Viel kleiner, aber durchaus reizvoll ist das Schloss Zülzhoff (Sulislaw). Das heutige Schlosshotel entstand im eklektischen Stil um 1889. Die letzten deutschen Besitzer aus dem Geschlecht derer von Schaffgotsch gehörten zum Kreisauer Kreis, einer Widerstandsgruppe im Dritten Reich. Johannes Graf von Francken-Sierstorpff wurde nach dem 20. Juli 1944 festgenommen und kam im Februar 1945 zu Tode. Abseits der Geschichte sorgt heute eine Wellnessoase mit Ayurveda-Angeboten für das Wohlbefinden der Gäste. Geführt wird das Haus von einem Vertreter des namhaften polnischen Adelsgeschlechtes, dem Grafen von Potocki.
Auch wenn das Schloss Falkenberg (Niemodlin) noch nicht durchsaniert ist, weiß das vierflügelige Renaissanceschloss mit barocken Elementen zu gefallen: 2017 wählten die Polen die gern gewählte Filmkulisse gar zum beliebtesten Schloss des Landes! Historische Wandmalereien im Schlosshof sind mitunter recht neu und auf einen hier gedrehten Streifen zurückzuführen. Abgesehen von den Filmemachern lieben auch Kinder das Gelände: Durch den Park streifen Rehe bis an das Gebäude, die hier auch gefüttert werden können.

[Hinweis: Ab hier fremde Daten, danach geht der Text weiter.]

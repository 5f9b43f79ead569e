use chrono::{DateTime, Datelike, Local, NaiveDate, NaiveDateTime};
use serde::{Deserialize, Deserializer, Serialize, Serializer};
use serde_json::Value;
use std::fmt;

/// Grouping key used for records that carry no exam type.
pub const UNCLASSIFIED: &str = "unclassified";

/// A date field as published by the data endpoint.
///
/// The raw text is preserved for echoing back; comparisons only ever see the
/// parsed instant, which is `None` when the text could not be understood.
#[derive(Debug, Clone, PartialEq, Eq)]
pub struct ExamDate {
    raw: String,
    parsed: Option<NaiveDateTime>,
}

impl ExamDate {
    pub fn parse(raw: impl Into<String>) -> Self {
        let raw = raw.into();
        let parsed = parse_instant(&raw);
        Self { raw, parsed }
    }

    /// Keeps a non-text value verbatim without attempting to read it as a date.
    fn unparsed(raw: String) -> Self {
        Self { raw, parsed: None }
    }

    pub fn from_date(date: NaiveDate) -> Self {
        Self {
            raw: date.format("%Y-%m-%d").to_string(),
            parsed: date.and_hms_opt(0, 0, 0),
        }
    }

    pub fn raw(&self) -> &str {
        &self.raw
    }

    pub fn instant(&self) -> Option<NaiveDateTime> {
        self.parsed
    }

    /// `2025年6月15日` style rendering; empty when the value is unparseable.
    pub fn display(&self) -> String {
        match self.parsed {
            Some(instant) => format!(
                "{}年{}月{}日",
                instant.year(),
                instant.month(),
                instant.day()
            ),
            None => String::new(),
        }
    }
}

impl fmt::Display for ExamDate {
    fn fmt(&self, f: &mut fmt::Formatter<'_>) -> fmt::Result {
        f.write_str(&self.display())
    }
}

impl Serialize for ExamDate {
    fn serialize<S: Serializer>(&self, serializer: S) -> Result<S::Ok, S::Error> {
        serializer.serialize_str(&self.raw)
    }
}

impl<'de> Deserialize<'de> for ExamDate {
    fn deserialize<D: Deserializer<'de>>(deserializer: D) -> Result<Self, D::Error> {
        Ok(match Value::deserialize(deserializer)? {
            Value::String(text) => Self::parse(text),
            Value::Null => Self::unparsed(String::new()),
            other => Self::unparsed(other.to_string()),
        })
    }
}

/// Parses the date shapes the endpoint is known to emit.
///
/// Every instant is host-local wall time, the same frame as the default `now`:
/// offset-bearing timestamps are converted to the local zone and values
/// without an offset are taken as local already. Date-only values resolve to
/// midnight.
pub fn parse_instant(value: &str) -> Option<NaiveDateTime> {
    let trimmed = value.trim();
    if trimmed.is_empty() {
        return None;
    }

    if let Ok(dt) = DateTime::parse_from_rfc3339(trimmed) {
        return Some(dt.with_timezone(&Local).naive_local());
    }

    for format in ["%Y-%m-%d %H:%M:%S", "%Y-%m-%dT%H:%M:%S"] {
        if let Ok(dt) = NaiveDateTime::parse_from_str(trimmed, format) {
            return Some(dt);
        }
    }

    for format in ["%Y-%m-%d", "%Y/%m/%d"] {
        if let Ok(date) = NaiveDate::parse_from_str(trimmed, format) {
            return date.and_hms_opt(0, 0, 0);
        }
    }

    None
}

/// One posted position within one exam administration.
#[derive(Debug, Clone, PartialEq, Serialize, Deserialize)]
pub struct ExamRecord {
    #[serde(default, deserialize_with = "lenient_text")]
    pub municipality: String,
    #[serde(default, deserialize_with = "blank_as_none")]
    pub exam_type: Option<String>,
    #[serde(default, deserialize_with = "lenient_text")]
    pub position: String,
    #[serde(default, deserialize_with = "lenient_count")]
    pub recruit_number: Option<u32>,
    #[serde(default, deserialize_with = "blank_as_none")]
    pub age_requirement: Option<String>,
    #[serde(default, deserialize_with = "optional_date")]
    pub application_start: Option<ExamDate>,
    #[serde(default, deserialize_with = "optional_date")]
    pub application_end: Option<ExamDate>,
    #[serde(default, deserialize_with = "optional_date")]
    pub exam_date: Option<ExamDate>,
    #[serde(default, deserialize_with = "blank_as_none")]
    pub first_test: Option<String>,
    #[serde(default, deserialize_with = "blank_as_none")]
    pub second_test: Option<String>,
    #[serde(default, deserialize_with = "blank_as_none")]
    pub third_test: Option<String>,
    #[serde(default, deserialize_with = "blank_as_none")]
    pub official_url: Option<String>,
    #[serde(rename = "examResults", default, deserialize_with = "lenient_results")]
    pub results: Vec<ExamResult>,
}

impl ExamRecord {
    pub fn new(municipality: impl Into<String>, position: impl Into<String>) -> Self {
        Self {
            municipality: municipality.into(),
            exam_type: None,
            position: position.into(),
            recruit_number: None,
            age_requirement: None,
            application_start: None,
            application_end: None,
            exam_date: None,
            first_test: None,
            second_test: None,
            third_test: None,
            official_url: None,
            results: Vec::new(),
        }
    }

    /// Exam type with the explicit sentinel standing in for absent or blank values.
    pub fn group_key(&self) -> &str {
        match self.exam_type.as_deref() {
            Some(value) if !value.is_empty() => value,
            _ => UNCLASSIFIED,
        }
    }

    pub fn application_end_instant(&self) -> Option<NaiveDateTime> {
        self.application_end.as_ref().and_then(ExamDate::instant)
    }

    pub fn exam_instant(&self) -> Option<NaiveDateTime> {
        self.exam_date.as_ref().and_then(ExamDate::instant)
    }

    pub fn validate(&self, index: usize) -> Result<(), RecordError> {
        if self.municipality.trim().is_empty() {
            return Err(RecordError::MissingField {
                index,
                field: "municipality",
            });
        }
        if self.position.trim().is_empty() {
            return Err(RecordError::MissingField {
                index,
                field: "position",
            });
        }
        Ok(())
    }
}

/// Checks identity fields across a fetched batch, reporting the first offender.
pub fn validate_records(records: &[ExamRecord]) -> Result<(), RecordError> {
    records
        .iter()
        .enumerate()
        .try_for_each(|(index, record)| record.validate(index))
}

/// One historical administration's outcome.
#[derive(Debug, Clone, PartialEq, Serialize, Deserialize)]
pub struct ExamResult {
    #[serde(default, deserialize_with = "lenient_text")]
    pub year: String,
    #[serde(default, deserialize_with = "lenient_u32")]
    pub applicants: u32,
    #[serde(default, deserialize_with = "lenient_u32")]
    pub successful: u32,
    #[serde(default, deserialize_with = "lenient_ratio")]
    pub ratio: f64,
}

#[derive(Debug, Clone, PartialEq, Eq, thiserror::Error)]
pub enum RecordError {
    #[error("exam record {index} is missing required field `{field}`")]
    MissingField { index: usize, field: &'static str },
}

/// Application/exam lifecycle state used for detail, card, and summary views.
#[derive(Debug, Clone, Copy, PartialEq, Eq, Hash, Serialize, Deserialize)]
#[serde(rename_all = "snake_case")]
pub enum ExamStatus {
    Upcoming,
    Active,
    ClosedNoExam,
    Finished,
}

impl ExamStatus {
    pub const fn label(self) -> &'static str {
        match self {
            Self::Active => "募集中",
            Self::ClosedNoExam => "募集終了",
            Self::Finished => "試験終了",
            Self::Upcoming => "募集前",
        }
    }

    /// Ordering weight; higher sorts first.
    pub const fn priority(self) -> u8 {
        match self {
            Self::Active => 3,
            Self::Upcoming => 2,
            Self::ClosedNoExam | Self::Finished => 1,
        }
    }
}

/// Countdown bucket keyed off the application deadline alone.
#[derive(Debug, Clone, Copy, PartialEq, Eq, Hash, Serialize, Deserialize)]
#[serde(rename_all = "snake_case")]
pub enum Urgency {
    Expired,
    Urgent,
    Soon,
    Available,
}

impl Urgency {
    /// Badge text; `days_remaining` is only shown for the urgent and soon buckets.
    pub fn badge(self, days_remaining: Option<i64>) -> String {
        match (self, days_remaining) {
            (Self::Expired, _) => "締切済".to_string(),
            (Self::Urgent | Self::Soon, Some(days)) => format!("残り{days}日"),
            (Self::Urgent | Self::Soon, None) | (Self::Available, _) => "募集中".to_string(),
        }
    }
}

// Field adapters for the data endpoint. A malformed optional value degrades to
// absent so one bad field never costs the rest of the batch; identity fields
// fall back to empty and are caught by `validate_records`.

fn scalar_text(value: Value) -> Option<String> {
    match value {
        Value::String(text) => Some(text),
        Value::Number(number) => Some(number.to_string()),
        Value::Bool(flag) => Some(flag.to_string()),
        Value::Null | Value::Array(_) | Value::Object(_) => None,
    }
}

fn lenient_text<'de, D>(deserializer: D) -> Result<String, D::Error>
where
    D: Deserializer<'de>,
{
    Ok(Option::<Value>::deserialize(deserializer)?
        .and_then(scalar_text)
        .unwrap_or_default())
}

fn blank_as_none<'de, D>(deserializer: D) -> Result<Option<String>, D::Error>
where
    D: Deserializer<'de>,
{
    Ok(Option::<Value>::deserialize(deserializer)?
        .and_then(scalar_text)
        .filter(|value| !value.trim().is_empty()))
}

fn optional_date<'de, D>(deserializer: D) -> Result<Option<ExamDate>, D::Error>
where
    D: Deserializer<'de>,
{
    Ok(match Option::<Value>::deserialize(deserializer)? {
        None => None,
        Some(Value::String(text)) if text.trim().is_empty() => None,
        Some(Value::String(text)) => Some(ExamDate::parse(text)),
        Some(other) => Some(ExamDate::unparsed(other.to_string())),
    })
}

/// Result entries that are not objects are dropped; a non-list value reads as empty.
fn lenient_results<'de, D>(deserializer: D) -> Result<Vec<ExamResult>, D::Error>
where
    D: Deserializer<'de>,
{
    let entries = match Option::<Value>::deserialize(deserializer)? {
        Some(Value::Array(entries)) => entries,
        _ => return Ok(Vec::new()),
    };

    Ok(entries
        .into_iter()
        .filter_map(|entry| serde_json::from_value(entry).ok())
        .collect())
}

fn count_of(value: Value) -> Option<u32> {
    match value {
        Value::Number(number) => number.as_u64().and_then(|n| u32::try_from(n).ok()),
        Value::String(text) => text.trim().parse::<u32>().ok(),
        _ => None,
    }
}

/// Non-numeric counts such as `若干名` read as absent.
fn lenient_count<'de, D>(deserializer: D) -> Result<Option<u32>, D::Error>
where
    D: Deserializer<'de>,
{
    Ok(Option::<Value>::deserialize(deserializer)?.and_then(count_of))
}

fn lenient_u32<'de, D>(deserializer: D) -> Result<u32, D::Error>
where
    D: Deserializer<'de>,
{
    Ok(lenient_count(deserializer)?.unwrap_or(0))
}

fn lenient_ratio<'de, D>(deserializer: D) -> Result<f64, D::Error>
where
    D: Deserializer<'de>,
{
    let ratio = match Option::<Value>::deserialize(deserializer)? {
        Some(Value::Number(number)) => number.as_f64(),
        Some(Value::String(text)) => text.trim().parse::<f64>().ok(),
        _ => None,
    };
    Ok(ratio.filter(|value| value.is_finite()).unwrap_or(0.0))
}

2015 übernahm ein Juwelenhändler aus Lodz das Schloss und führt eine behutsame Sanierung durch. Eine Besichtigung lohnt schon heute. Eine Waffensammlung erinnert an die durchaus nicht nur friedvolle Geschichte. Die Katakomben bergen das Labor eines Alchimisten sowie einen Folterkeller. Sogar eine Nachahmung des Bernsteinzimmers befindet sich in dem Gemäuer. Langfinger sollten aber wissen, dass das goldgelbe Material in Wahrheit Kunststoff ist!